Extracted data entries
•••••

// Copyright (c) 2025 Fabstir
// SPDX-License-Identifier: BUSL-1.1
// Version information for the chili leaf classifier

/// Full version string with feature description
pub const VERSION: &str = "v1.0.0-chili-leaf-onnx-2026-10-16";

/// Semantic version number
pub const VERSION_NUMBER: &str = "1.0.0";

/// Build date
pub const BUILD_DATE: &str = "2026-10-16";

/// Supported features in this version
pub const FEATURES: &[&str] = &[
    "multipart-upload",
    "base64-upload",
    "onnx-runtime",
    "response-modes",
    "prometheus-metrics",
];

/// Get formatted version string for logging
pub fn get_version_string() -> String {
    format!("Chili Leaf Classifier {} ({})", VERSION_NUMBER, BUILD_DATE)
}

/// Get full version info for API responses
pub fn get_version_info() -> serde_json::Value {
    serde_json::json!({
        "version": VERSION_NUMBER,
        "build": VERSION,
        "date": BUILD_DATE,
        "features": FEATURES,
    })
}
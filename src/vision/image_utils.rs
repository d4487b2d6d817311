// Copyright (c) 2025 Fabstir
// SPDX-License-Identifier: BUSL-1.1
//! Decoding of uploaded images

use base64::{engine::general_purpose::STANDARD, Engine as _};
use image::{DynamicImage, ImageFormat};
use thiserror::Error;

/// Errors raised while turning upload bytes into an image
#[derive(Debug, Error)]
pub enum ImageError {
    #[error("Image data is too large: {0} bytes (max: {1} bytes)")]
    TooLarge(usize, usize),

    #[error("Invalid base64 encoding: {0}")]
    InvalidBase64(#[from] base64::DecodeError),

    #[error("Unsupported image format")]
    UnsupportedFormat,

    #[error("Failed to decode image: {0}")]
    DecodeFailed(String),

    #[error("Image data is empty")]
    EmptyData,
}

/// Metadata of a decoded upload
#[derive(Debug, Clone)]
pub struct ImageInfo {
    pub width: u32,
    pub height: u32,
    pub format: ImageFormat,
    pub size_bytes: usize,
}

/// Decode raw upload bytes (multipart file field)
///
/// The format is taken from the magic bytes, not from the client's
/// filename or content type.
pub fn decode_image_bytes(
    bytes: &[u8],
    max_bytes: usize,
) -> Result<(DynamicImage, ImageInfo), ImageError> {
    if bytes.is_empty() {
        return Err(ImageError::EmptyData);
    }

    if bytes.len() > max_bytes {
        return Err(ImageError::TooLarge(bytes.len(), max_bytes));
    }

    let format = detect_format(bytes)?;

    let img = image::load_from_memory_with_format(bytes, format)
        .map_err(|e| ImageError::DecodeFailed(e.to_string()))?;

    let info = ImageInfo {
        width: img.width(),
        height: img.height(),
        format,
        size_bytes: bytes.len(),
    };

    Ok((img, info))
}

/// Decode a base64 image, with or without a `data:image/...;base64,` prefix
pub fn decode_base64_image(
    base64_str: &str,
    max_bytes: usize,
) -> Result<(DynamicImage, ImageInfo), ImageError> {
    let payload = strip_data_url_prefix(base64_str.trim());
    if payload.is_empty() {
        return Err(ImageError::EmptyData);
    }

    // base64 inflates by 4/3; reject obviously oversized payloads before decoding
    let decoded_estimate = payload.len() / 4 * 3;
    if decoded_estimate > max_bytes + 3 {
        return Err(ImageError::TooLarge(decoded_estimate, max_bytes));
    }

    let bytes = STANDARD.decode(payload)?;
    decode_image_bytes(&bytes, max_bytes)
}

fn strip_data_url_prefix(s: &str) -> &str {
    if s.starts_with("data:") {
        if let Some(idx) = s.find(";base64,") {
            return &s[idx + ";base64,".len()..];
        }
    }
    s
}

/// Detect image format from magic bytes
pub fn detect_format(bytes: &[u8]) -> Result<ImageFormat, ImageError> {
    if bytes.len() < 4 {
        return Err(ImageError::UnsupportedFormat);
    }

    match bytes {
        // PNG: 89 50 4E 47
        [0x89, 0x50, 0x4E, 0x47, ..] => Ok(ImageFormat::Png),

        // JPEG: FF D8 FF
        [0xFF, 0xD8, 0xFF, ..] => Ok(ImageFormat::Jpeg),

        // WebP: RIFF .... WEBP
        [0x52, 0x49, 0x46, 0x46, _, _, _, _, 0x57, 0x45, 0x42, 0x50, ..] => Ok(ImageFormat::WebP),

        // GIF87a / GIF89a
        [0x47, 0x49, 0x46, 0x38, x, ..] if *x == 0x37 || *x == 0x39 => Ok(ImageFormat::Gif),

        // BMP: BM
        [0x42, 0x4D, ..] => Ok(ImageFormat::Bmp),

        // TIFF: II or MM
        [0x49, 0x49, 0x2A, 0x00, ..] | [0x4D, 0x4D, 0x00, 0x2A, ..] => Ok(ImageFormat::Tiff),

        _ => Err(ImageError::UnsupportedFormat),
    }
}
use crate::forwarder::Forward;
use crate::models::WeatherObservation;
use async_trait::async_trait;
use futures_lite::stream::{Stream, StreamExt};
use lapin::message::Delivery;
use lapin::{options::*, types::FieldTable, Channel, Consumer};
use log::{error, info};
use thiserror::Error;
use tokio::sync::watch;

pub const CONSUMER_TAG: &str = "weather_worker";

#[derive(Debug, Error)]
pub enum ConsumerError {
    #[error("failed to declare queue {queue}: {source}")]
    Declare { queue: String, source: lapin::Error },
    #[error("failed to register consumer on queue {queue}: {source}")]
    Subscribe { queue: String, source: lapin::Error },
    #[error("error in delivery stream: {0}")]
    Delivery(#[source] lapin::Error),
    #[error("failed to settle delivery {tag}: {source}")]
    Settle { tag: u64, source: lapin::Error },
    #[error("delivery stream closed by the broker")]
    StreamClosed,
}

/// What happens to a delivery once its payload has been handled.
#[derive(Clone, Copy, Debug, PartialEq, Eq)]
pub enum Disposition {
    /// Remove the message from the queue.
    Ack,
    /// Discard the message without requeueing it.
    Reject,
}

impl Disposition {
    pub fn ack_options() -> BasicAckOptions {
        BasicAckOptions { multiple: false }
    }

    pub fn nack_options() -> BasicNackOptions {
        BasicNackOptions {
            multiple: false,
            requeue: false,
        }
    }
}

/// A delivery as seen by the worker.
#[async_trait]
pub trait Incoming: Send + Sync {
    fn body(&self) -> &[u8];

    fn tag(&self) -> u64;

    async fn settle(&self, disposition: Disposition) -> lapin::Result<()>;
}

#[async_trait]
impl Incoming for Delivery {
    fn body(&self) -> &[u8] {
        &self.data
    }

    fn tag(&self) -> u64 {
        self.delivery_tag
    }

    async fn settle(&self, disposition: Disposition) -> lapin::Result<()> {
        match disposition {
            Disposition::Ack => self.ack(Disposition::ack_options()).await.map(|_| ()),
            Disposition::Reject => self.nack(Disposition::nack_options()).await.map(|_| ()),
        }
    }
}

fn durable_queue_options() -> QueueDeclareOptions {
    QueueDeclareOptions {
        durable: true,
        auto_delete: false,
        exclusive: false,
        ..QueueDeclareOptions::default()
    }
}

fn manual_ack_options() -> BasicConsumeOptions {
    BasicConsumeOptions {
        no_ack: false,
        exclusive: false,
        ..BasicConsumeOptions::default()
    }
}

/// Declares `queue` as durable and registers a manual-ack consumer on it.
pub async fn subscribe(channel: &Channel, queue: &str) -> Result<Consumer, ConsumerError> {
    let declared = channel
        .queue_declare(queue, durable_queue_options(), FieldTable::default())
        .await
        .map_err(|source| ConsumerError::Declare {
            queue: queue.to_string(),
            source,
        })?;
    info!("Declared queue {}", declared.name());

    channel
        .basic_consume(
            queue,
            CONSUMER_TAG,
            manual_ack_options(),
            FieldTable::default(),
        )
        .await
        .map_err(|source| ConsumerError::Subscribe {
            queue: queue.to_string(),
            source,
        })
}

/// Decodes one payload and hands it to the forwarder.
///
/// Malformed payloads are rejected and never forwarded. Once decoded, a
/// payload is acknowledged whatever the forwarder reports.
pub async fn process_payload<F>(body: &[u8], forwarder: &F) -> Disposition
where
    F: Forward + ?Sized,
{
    let observation = match WeatherObservation::from_payload(body) {
        Ok(observation) => observation,
        Err(e) => {
            error!("Failed to decode weather observation: {}", e);
            return Disposition::Reject;
        }
    };

    if let Err(e) = forwarder.send(&observation).await {
        error!("Failed to forward observation to backend: {}", e);
    }

    Disposition::Ack
}

/// Drains a delivery stream one message at a time until shutdown is
/// signalled or the stream stops.
pub struct Worker<S, F> {
    deliveries: S,
    forwarder: F,
    shutdown: watch::Receiver<bool>,
}

impl<S, D, F> Worker<S, F>
where
    S: Stream<Item = lapin::Result<D>> + Unpin,
    D: Incoming,
    F: Forward,
{
    pub fn new(deliveries: S, forwarder: F, shutdown: watch::Receiver<bool>) -> Self {
        Self {
            deliveries,
            forwarder,
            shutdown,
        }
    }

    pub async fn run(mut self) -> Result<(), ConsumerError> {
        loop {
            let next = tokio::select! {
                biased;
                // A dropped sender also stops the worker.
                _ = self.shutdown.changed() => {
                    info!("Shutdown requested, stopping worker");
                    return Ok(());
                }
                next = self.deliveries.next() => next,
            };

            let delivery = match next {
                Some(Ok(delivery)) => delivery,
                Some(Err(e)) => return Err(ConsumerError::Delivery(e)),
                None => return Err(ConsumerError::StreamClosed),
            };

            info!(
                "Received message {}: {}",
                delivery.tag(),
                String::from_utf8_lossy(delivery.body())
            );
            let disposition = process_payload(delivery.body(), &self.forwarder).await;
            delivery
                .settle(disposition)
                .await
                .map_err(|source| ConsumerError::Settle {
                    tag: delivery.tag(),
                    source,
                })?;
        }
    }
}
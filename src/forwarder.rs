use crate::models::WeatherObservation;
use async_trait::async_trait;
use log::{debug, warn};
use reqwest::header::CONTENT_TYPE;
use reqwest::Client;
use thiserror::Error;

#[derive(Debug, Error)]
pub enum ForwardError {
    #[error("failed to serialize weather observation: {0}")]
    Serialize(#[from] serde_json::Error),
    #[error("backend returned status: {0}")]
    Status(u16),
}

/// Hands a decoded observation to the downstream logging backend.
#[async_trait]
pub trait Forward: Send + Sync {
    async fn send(&self, observation: &WeatherObservation) -> Result<(), ForwardError>;
}

/// Posts observations as JSON to the backend URL.
///
/// An unreachable backend is not an error: the failure is logged and `send`
/// returns `Ok(())`, so `Ok` does not mean the observation was stored. Only a
/// response with status >= 400 is reported as [`ForwardError::Status`].
pub struct HttpForwarder {
    client: Client,
    api_url: String,
}

impl HttpForwarder {
    pub fn new(api_url: String) -> Result<Self, reqwest::Error> {
        let client = Client::builder().build()?;
        Ok(Self { client, api_url })
    }
}

#[async_trait]
impl Forward for HttpForwarder {
    async fn send(&self, observation: &WeatherObservation) -> Result<(), ForwardError> {
        let body = serde_json::to_vec(observation)?;
        debug!(
            "Sending to {}: {}",
            self.api_url,
            String::from_utf8_lossy(&body)
        );

        let response = match self
            .client
            .post(&self.api_url)
            .header(CONTENT_TYPE, "application/json")
            .body(body)
            .send()
            .await
        {
            Ok(response) => response,
            Err(e) => {
                warn!(
                    "Backend at {} unreachable, dropping observation: {}",
                    self.api_url, e
                );
                return Ok(());
            }
        };

        let status = response.status();
        if status.as_u16() >= 400 {
            return Err(ForwardError::Status(status.as_u16()));
        }

        Ok(())
    }
}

•••••

== What this task involves ==
Lines from the start of the entries through the one containing "pub fn get_version_string()" are to be set down again exactly, both ends included.

== Task output ==
// Copyright (c) 2025 Fabstir
// SPDX-License-Identifier: BUSL-1.1
// Version information for the chili leaf classifier

/// Full version string with feature description
pub const VERSION: &str = "v1.0.0-chili-leaf-onnx-2026-10-16";

/// Semantic version number
pub const VERSION_NUMBER: &str = "1.0.0";

/// Build date
pub const BUILD_DATE: &str = "2026-10-16";

/// Supported features in this version
pub const FEATURES: &[&str] = &[
    "multipart-upload",
    "base64-upload",
    "onnx-runtime",
    "response-modes",
    "prometheus-metrics",
];

/// Get formatted version string for logging
pub fn get_version_string() -> String {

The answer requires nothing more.